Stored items
*** Begin section ***

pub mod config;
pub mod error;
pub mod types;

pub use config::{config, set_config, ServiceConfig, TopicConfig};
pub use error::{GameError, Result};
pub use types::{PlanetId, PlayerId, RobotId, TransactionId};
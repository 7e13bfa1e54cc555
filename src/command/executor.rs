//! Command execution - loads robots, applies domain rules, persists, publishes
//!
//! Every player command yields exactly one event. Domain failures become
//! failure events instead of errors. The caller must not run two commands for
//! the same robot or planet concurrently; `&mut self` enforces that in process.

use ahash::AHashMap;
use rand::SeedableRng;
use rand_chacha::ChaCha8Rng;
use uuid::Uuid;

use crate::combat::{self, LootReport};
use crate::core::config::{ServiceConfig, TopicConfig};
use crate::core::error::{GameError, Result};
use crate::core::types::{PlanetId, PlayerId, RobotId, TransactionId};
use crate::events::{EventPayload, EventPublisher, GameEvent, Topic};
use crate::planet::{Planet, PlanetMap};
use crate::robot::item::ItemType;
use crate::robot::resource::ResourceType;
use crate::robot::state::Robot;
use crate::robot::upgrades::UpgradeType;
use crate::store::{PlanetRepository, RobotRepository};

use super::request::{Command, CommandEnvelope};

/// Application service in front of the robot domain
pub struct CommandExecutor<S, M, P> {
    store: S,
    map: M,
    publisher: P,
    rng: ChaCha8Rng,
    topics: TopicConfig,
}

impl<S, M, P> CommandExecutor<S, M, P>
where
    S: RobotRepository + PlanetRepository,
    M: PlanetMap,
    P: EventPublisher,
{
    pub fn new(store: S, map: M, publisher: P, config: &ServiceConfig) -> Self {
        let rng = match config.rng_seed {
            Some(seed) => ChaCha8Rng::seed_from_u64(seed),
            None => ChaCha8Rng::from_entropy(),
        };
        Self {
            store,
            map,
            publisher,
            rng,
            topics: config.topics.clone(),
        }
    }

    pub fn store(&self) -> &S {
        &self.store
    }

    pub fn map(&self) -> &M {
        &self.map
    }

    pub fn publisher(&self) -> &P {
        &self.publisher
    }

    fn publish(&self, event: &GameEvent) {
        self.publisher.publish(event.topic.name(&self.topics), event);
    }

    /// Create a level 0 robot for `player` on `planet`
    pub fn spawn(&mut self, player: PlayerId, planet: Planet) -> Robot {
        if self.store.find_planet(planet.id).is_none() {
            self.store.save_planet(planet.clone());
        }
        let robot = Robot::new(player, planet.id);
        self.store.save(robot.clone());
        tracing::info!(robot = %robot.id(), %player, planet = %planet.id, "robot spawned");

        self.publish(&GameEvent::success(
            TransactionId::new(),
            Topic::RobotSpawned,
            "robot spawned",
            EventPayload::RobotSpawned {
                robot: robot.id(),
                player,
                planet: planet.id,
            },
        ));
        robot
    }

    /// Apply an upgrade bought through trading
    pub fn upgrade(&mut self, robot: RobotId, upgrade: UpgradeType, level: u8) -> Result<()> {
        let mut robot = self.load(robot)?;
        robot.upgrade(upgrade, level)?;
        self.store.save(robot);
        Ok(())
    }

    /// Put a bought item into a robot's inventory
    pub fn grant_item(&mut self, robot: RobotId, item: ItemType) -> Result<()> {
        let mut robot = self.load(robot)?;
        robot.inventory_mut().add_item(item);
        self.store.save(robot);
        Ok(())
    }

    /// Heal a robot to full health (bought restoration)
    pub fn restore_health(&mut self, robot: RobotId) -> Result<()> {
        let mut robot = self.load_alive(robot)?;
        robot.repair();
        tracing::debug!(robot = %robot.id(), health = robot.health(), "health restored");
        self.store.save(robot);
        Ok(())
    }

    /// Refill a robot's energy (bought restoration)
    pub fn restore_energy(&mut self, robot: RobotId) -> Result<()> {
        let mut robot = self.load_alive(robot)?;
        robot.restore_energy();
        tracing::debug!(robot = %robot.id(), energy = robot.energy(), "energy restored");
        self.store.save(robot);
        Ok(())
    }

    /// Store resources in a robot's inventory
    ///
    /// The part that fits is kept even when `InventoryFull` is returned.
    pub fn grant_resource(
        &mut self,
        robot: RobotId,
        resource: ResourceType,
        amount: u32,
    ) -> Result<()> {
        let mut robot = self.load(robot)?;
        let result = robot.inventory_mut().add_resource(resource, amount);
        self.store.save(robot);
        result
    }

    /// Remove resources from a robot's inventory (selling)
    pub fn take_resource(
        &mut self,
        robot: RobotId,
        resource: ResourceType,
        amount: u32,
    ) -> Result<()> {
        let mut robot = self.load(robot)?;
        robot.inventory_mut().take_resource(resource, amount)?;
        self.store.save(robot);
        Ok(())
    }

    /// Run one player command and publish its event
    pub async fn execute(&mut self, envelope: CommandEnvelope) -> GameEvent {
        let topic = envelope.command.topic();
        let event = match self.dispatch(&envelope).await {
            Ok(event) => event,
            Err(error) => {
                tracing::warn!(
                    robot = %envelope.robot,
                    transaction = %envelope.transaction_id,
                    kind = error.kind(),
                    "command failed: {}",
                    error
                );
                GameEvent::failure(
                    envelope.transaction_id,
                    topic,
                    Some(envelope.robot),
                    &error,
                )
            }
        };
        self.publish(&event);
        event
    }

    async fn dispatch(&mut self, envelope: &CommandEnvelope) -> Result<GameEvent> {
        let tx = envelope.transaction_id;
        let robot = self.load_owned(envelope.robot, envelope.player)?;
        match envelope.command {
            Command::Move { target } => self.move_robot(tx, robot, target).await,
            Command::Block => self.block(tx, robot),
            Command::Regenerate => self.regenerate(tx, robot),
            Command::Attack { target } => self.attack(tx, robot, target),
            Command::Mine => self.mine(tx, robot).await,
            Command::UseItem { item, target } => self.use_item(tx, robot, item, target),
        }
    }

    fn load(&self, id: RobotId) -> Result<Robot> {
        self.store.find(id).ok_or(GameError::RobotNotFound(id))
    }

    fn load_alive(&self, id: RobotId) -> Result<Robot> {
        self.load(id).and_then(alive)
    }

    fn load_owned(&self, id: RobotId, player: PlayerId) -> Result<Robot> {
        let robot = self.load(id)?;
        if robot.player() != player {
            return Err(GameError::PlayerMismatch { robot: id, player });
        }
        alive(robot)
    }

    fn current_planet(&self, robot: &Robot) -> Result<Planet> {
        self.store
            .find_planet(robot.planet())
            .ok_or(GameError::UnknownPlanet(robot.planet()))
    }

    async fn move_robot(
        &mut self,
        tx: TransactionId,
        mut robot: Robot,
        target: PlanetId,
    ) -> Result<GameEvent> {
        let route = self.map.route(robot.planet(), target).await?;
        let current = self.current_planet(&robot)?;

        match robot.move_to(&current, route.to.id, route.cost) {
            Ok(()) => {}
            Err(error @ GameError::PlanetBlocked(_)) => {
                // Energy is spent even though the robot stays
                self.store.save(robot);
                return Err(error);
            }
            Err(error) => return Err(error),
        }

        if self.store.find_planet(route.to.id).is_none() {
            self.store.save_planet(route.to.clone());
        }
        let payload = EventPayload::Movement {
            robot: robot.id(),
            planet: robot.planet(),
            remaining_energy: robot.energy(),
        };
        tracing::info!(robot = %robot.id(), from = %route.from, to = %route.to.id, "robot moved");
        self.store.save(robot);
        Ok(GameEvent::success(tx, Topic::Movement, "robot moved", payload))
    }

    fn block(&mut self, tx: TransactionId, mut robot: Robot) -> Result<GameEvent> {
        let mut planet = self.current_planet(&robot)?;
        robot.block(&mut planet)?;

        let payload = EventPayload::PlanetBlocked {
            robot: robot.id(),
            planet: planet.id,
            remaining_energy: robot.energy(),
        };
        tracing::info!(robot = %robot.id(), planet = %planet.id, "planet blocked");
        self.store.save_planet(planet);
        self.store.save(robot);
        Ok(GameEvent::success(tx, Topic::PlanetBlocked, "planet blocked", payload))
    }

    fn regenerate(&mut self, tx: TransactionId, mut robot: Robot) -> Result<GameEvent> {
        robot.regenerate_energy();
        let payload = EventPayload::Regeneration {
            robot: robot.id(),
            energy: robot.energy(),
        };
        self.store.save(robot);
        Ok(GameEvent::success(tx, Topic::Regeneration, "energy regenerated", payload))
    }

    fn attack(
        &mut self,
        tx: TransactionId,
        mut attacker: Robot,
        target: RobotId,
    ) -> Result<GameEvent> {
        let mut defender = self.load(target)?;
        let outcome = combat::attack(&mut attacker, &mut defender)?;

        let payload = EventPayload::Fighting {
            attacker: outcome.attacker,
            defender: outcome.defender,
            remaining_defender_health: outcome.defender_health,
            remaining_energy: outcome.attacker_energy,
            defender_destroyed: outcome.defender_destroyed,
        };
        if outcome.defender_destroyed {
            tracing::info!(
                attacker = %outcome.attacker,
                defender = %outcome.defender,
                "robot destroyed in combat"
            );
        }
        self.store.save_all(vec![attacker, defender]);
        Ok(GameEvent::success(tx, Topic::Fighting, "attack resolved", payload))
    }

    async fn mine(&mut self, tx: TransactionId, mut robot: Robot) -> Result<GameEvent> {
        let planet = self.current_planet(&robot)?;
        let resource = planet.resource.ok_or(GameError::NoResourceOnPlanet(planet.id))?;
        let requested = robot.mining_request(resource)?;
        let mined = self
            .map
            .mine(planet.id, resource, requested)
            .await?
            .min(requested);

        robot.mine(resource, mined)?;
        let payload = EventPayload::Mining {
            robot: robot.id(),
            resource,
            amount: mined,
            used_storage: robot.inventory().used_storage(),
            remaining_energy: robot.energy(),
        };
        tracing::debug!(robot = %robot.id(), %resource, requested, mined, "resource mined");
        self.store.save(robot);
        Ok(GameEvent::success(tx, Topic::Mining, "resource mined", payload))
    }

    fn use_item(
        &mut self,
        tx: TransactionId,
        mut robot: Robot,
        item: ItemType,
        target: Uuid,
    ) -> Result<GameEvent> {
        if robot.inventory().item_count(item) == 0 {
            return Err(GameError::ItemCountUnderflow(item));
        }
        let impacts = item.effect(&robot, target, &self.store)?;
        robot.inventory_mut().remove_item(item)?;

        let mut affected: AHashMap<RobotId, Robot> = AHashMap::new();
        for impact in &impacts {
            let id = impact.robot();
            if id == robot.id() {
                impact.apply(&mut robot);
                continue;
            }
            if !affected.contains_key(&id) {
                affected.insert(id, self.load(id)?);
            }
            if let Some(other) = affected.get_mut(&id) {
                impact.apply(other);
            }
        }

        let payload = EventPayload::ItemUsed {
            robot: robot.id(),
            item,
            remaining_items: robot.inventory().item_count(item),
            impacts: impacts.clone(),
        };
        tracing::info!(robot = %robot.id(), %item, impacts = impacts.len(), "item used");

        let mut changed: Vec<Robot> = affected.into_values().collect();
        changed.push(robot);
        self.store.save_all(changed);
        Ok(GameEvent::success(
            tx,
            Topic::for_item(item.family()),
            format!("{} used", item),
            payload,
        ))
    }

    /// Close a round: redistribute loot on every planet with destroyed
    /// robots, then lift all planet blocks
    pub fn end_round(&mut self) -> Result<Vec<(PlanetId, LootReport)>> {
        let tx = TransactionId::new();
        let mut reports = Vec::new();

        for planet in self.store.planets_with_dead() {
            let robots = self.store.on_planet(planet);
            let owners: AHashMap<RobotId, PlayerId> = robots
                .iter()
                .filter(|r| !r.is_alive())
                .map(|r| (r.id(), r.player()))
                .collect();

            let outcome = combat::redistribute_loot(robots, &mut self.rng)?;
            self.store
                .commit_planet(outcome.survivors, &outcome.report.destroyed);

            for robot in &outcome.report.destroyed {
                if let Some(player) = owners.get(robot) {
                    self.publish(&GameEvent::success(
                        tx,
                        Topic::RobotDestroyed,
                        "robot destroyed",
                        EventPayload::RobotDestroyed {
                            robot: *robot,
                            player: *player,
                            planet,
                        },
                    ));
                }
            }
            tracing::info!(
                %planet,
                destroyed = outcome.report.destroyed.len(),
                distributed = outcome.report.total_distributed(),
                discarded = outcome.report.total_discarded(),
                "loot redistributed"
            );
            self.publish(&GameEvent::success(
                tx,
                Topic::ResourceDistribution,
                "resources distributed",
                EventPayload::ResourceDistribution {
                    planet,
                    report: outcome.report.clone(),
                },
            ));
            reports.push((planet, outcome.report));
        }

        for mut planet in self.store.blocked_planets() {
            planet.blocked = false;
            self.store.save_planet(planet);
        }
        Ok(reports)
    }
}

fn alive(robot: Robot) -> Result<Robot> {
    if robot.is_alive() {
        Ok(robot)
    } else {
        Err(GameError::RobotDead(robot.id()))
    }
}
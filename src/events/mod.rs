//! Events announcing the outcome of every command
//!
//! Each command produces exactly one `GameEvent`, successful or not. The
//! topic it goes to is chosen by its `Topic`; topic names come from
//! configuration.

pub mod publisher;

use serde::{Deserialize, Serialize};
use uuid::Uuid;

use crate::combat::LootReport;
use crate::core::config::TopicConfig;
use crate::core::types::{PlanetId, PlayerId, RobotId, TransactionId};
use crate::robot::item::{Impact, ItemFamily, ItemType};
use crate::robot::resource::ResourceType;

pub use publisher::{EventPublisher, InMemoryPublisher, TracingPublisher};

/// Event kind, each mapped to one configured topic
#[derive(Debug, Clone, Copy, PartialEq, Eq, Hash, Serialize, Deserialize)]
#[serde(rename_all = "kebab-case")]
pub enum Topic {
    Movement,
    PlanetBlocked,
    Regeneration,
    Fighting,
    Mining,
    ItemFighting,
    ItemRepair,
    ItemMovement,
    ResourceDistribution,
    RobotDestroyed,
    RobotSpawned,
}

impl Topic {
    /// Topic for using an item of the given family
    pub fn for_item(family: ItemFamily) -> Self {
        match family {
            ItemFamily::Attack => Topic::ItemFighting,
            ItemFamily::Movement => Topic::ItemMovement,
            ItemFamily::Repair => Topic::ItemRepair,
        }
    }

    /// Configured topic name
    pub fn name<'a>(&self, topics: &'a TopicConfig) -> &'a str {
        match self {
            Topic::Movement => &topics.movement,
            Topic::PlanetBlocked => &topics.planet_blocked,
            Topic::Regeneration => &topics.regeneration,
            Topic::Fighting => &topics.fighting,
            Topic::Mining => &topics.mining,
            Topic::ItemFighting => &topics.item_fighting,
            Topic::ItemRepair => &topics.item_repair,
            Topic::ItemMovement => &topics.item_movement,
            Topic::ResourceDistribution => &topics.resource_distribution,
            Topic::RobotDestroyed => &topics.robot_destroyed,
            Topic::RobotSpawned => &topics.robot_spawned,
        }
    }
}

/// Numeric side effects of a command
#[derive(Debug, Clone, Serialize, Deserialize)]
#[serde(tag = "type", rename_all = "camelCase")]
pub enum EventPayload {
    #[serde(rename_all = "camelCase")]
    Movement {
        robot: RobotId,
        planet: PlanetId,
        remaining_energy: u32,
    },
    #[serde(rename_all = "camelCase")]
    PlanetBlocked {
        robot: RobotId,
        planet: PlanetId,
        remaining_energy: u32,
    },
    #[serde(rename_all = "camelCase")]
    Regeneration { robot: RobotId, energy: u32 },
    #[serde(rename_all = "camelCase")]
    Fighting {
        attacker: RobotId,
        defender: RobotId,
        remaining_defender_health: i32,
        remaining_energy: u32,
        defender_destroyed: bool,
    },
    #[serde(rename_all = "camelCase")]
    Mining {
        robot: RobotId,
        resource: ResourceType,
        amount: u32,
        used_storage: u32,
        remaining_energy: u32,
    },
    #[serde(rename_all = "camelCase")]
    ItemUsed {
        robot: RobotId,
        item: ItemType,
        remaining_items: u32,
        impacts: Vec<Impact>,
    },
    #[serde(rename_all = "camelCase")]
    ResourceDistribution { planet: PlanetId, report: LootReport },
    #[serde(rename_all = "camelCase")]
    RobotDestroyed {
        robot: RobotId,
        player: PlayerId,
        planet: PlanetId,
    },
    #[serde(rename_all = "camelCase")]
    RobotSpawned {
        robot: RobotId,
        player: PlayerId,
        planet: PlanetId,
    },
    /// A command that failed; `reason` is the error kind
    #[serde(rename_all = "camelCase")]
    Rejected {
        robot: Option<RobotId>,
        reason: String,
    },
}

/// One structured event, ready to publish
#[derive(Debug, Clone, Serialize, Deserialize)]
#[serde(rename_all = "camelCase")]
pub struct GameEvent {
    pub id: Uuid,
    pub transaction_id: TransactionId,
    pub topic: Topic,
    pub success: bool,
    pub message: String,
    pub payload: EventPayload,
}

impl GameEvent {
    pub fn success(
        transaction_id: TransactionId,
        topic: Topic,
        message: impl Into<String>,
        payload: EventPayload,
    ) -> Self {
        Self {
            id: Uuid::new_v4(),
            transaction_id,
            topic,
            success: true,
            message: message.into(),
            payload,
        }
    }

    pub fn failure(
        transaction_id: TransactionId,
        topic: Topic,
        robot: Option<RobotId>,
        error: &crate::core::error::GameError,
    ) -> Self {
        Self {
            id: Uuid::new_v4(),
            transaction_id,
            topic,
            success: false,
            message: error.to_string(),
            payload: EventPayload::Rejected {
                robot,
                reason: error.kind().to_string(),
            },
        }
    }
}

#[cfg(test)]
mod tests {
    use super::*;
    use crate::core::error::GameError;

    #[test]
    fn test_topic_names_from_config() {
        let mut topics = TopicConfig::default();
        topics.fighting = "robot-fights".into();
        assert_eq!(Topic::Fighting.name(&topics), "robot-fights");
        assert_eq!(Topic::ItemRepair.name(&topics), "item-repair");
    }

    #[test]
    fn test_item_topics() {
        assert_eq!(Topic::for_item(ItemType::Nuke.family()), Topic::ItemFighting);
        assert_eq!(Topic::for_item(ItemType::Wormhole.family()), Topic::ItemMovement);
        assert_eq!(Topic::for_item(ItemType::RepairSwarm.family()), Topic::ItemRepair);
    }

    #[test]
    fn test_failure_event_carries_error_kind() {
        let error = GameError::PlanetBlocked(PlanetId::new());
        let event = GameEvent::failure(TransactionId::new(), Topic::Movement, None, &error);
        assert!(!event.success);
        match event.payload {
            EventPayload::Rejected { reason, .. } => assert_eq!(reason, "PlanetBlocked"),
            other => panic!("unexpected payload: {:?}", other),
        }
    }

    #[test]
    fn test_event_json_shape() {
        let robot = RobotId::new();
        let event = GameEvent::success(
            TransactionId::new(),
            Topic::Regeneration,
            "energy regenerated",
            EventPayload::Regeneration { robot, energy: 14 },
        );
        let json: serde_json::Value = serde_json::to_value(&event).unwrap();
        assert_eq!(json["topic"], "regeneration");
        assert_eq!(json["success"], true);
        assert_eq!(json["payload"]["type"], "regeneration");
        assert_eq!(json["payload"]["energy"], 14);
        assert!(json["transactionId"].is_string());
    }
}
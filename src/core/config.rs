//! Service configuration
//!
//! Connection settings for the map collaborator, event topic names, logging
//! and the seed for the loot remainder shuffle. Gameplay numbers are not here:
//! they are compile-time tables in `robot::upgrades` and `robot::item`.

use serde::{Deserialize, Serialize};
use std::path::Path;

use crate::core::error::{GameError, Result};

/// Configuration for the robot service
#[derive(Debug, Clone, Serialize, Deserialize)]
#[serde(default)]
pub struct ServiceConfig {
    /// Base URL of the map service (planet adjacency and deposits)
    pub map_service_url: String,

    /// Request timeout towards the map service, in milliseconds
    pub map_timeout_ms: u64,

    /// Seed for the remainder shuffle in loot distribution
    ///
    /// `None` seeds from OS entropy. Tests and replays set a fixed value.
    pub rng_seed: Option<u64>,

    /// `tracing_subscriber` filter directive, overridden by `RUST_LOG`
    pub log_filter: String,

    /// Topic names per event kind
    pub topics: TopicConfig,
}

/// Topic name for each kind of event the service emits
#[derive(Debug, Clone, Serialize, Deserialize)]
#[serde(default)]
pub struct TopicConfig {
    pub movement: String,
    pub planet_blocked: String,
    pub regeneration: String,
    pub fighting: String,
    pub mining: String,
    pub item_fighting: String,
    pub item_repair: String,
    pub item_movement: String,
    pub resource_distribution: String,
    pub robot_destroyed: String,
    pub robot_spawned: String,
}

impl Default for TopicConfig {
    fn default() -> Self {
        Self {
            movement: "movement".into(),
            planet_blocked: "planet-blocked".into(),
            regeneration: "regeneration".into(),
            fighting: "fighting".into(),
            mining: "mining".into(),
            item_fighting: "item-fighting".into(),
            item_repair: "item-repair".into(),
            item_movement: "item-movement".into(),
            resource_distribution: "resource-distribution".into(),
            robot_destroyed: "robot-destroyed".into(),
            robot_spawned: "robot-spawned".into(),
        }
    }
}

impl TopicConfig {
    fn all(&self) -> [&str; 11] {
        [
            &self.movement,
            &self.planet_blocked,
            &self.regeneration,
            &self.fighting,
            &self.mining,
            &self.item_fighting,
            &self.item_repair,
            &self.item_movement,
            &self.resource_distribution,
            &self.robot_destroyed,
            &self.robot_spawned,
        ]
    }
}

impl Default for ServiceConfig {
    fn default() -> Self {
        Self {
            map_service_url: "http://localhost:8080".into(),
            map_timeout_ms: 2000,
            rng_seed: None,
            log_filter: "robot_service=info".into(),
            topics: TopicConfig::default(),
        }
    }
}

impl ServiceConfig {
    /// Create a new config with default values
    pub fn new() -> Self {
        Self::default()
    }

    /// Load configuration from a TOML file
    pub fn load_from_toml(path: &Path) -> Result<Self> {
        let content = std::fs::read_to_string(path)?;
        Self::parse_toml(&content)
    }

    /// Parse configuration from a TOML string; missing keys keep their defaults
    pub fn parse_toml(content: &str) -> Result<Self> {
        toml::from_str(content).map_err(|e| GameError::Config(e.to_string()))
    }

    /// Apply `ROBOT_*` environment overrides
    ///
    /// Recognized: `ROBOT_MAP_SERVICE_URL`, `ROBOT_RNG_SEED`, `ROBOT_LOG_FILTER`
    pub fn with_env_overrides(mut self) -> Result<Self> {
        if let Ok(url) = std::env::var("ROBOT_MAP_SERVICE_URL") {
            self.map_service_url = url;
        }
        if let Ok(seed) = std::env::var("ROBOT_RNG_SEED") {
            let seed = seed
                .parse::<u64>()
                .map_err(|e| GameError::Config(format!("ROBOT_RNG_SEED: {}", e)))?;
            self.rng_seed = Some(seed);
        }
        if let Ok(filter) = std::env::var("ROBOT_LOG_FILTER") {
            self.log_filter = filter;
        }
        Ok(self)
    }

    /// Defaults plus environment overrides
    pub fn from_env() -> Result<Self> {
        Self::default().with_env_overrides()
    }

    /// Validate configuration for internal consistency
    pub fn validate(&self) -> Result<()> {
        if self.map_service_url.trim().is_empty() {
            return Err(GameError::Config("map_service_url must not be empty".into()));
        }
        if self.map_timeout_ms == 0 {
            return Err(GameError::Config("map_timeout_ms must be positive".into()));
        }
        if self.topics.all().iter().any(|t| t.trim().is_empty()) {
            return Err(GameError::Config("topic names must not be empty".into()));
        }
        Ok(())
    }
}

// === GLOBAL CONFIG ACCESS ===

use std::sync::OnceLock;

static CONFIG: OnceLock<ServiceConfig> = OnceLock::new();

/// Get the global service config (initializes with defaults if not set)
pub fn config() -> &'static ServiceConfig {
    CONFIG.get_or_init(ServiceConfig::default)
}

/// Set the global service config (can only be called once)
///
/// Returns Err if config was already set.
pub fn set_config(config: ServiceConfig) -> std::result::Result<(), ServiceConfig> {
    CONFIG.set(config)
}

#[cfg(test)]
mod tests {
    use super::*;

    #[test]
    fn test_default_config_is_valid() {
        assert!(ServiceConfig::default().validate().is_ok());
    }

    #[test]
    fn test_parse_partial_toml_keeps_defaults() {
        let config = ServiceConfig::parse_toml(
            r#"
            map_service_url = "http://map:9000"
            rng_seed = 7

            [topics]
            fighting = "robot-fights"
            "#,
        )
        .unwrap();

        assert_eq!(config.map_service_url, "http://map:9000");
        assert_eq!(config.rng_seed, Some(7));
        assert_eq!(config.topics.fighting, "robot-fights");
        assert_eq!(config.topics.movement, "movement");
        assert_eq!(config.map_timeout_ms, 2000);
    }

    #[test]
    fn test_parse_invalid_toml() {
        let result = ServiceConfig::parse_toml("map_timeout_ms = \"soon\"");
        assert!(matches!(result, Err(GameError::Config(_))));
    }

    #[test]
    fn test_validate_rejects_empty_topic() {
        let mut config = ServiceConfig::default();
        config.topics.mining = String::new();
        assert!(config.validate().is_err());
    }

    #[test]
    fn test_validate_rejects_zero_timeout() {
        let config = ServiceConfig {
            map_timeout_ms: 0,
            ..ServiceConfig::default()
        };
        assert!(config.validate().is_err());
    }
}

*** End section ***

- [GOAL OF THE EXERCISE]: If a line in the data holds the word "Create", count it, then state the total alone.

- [EXERCISE RESPONSE]: 2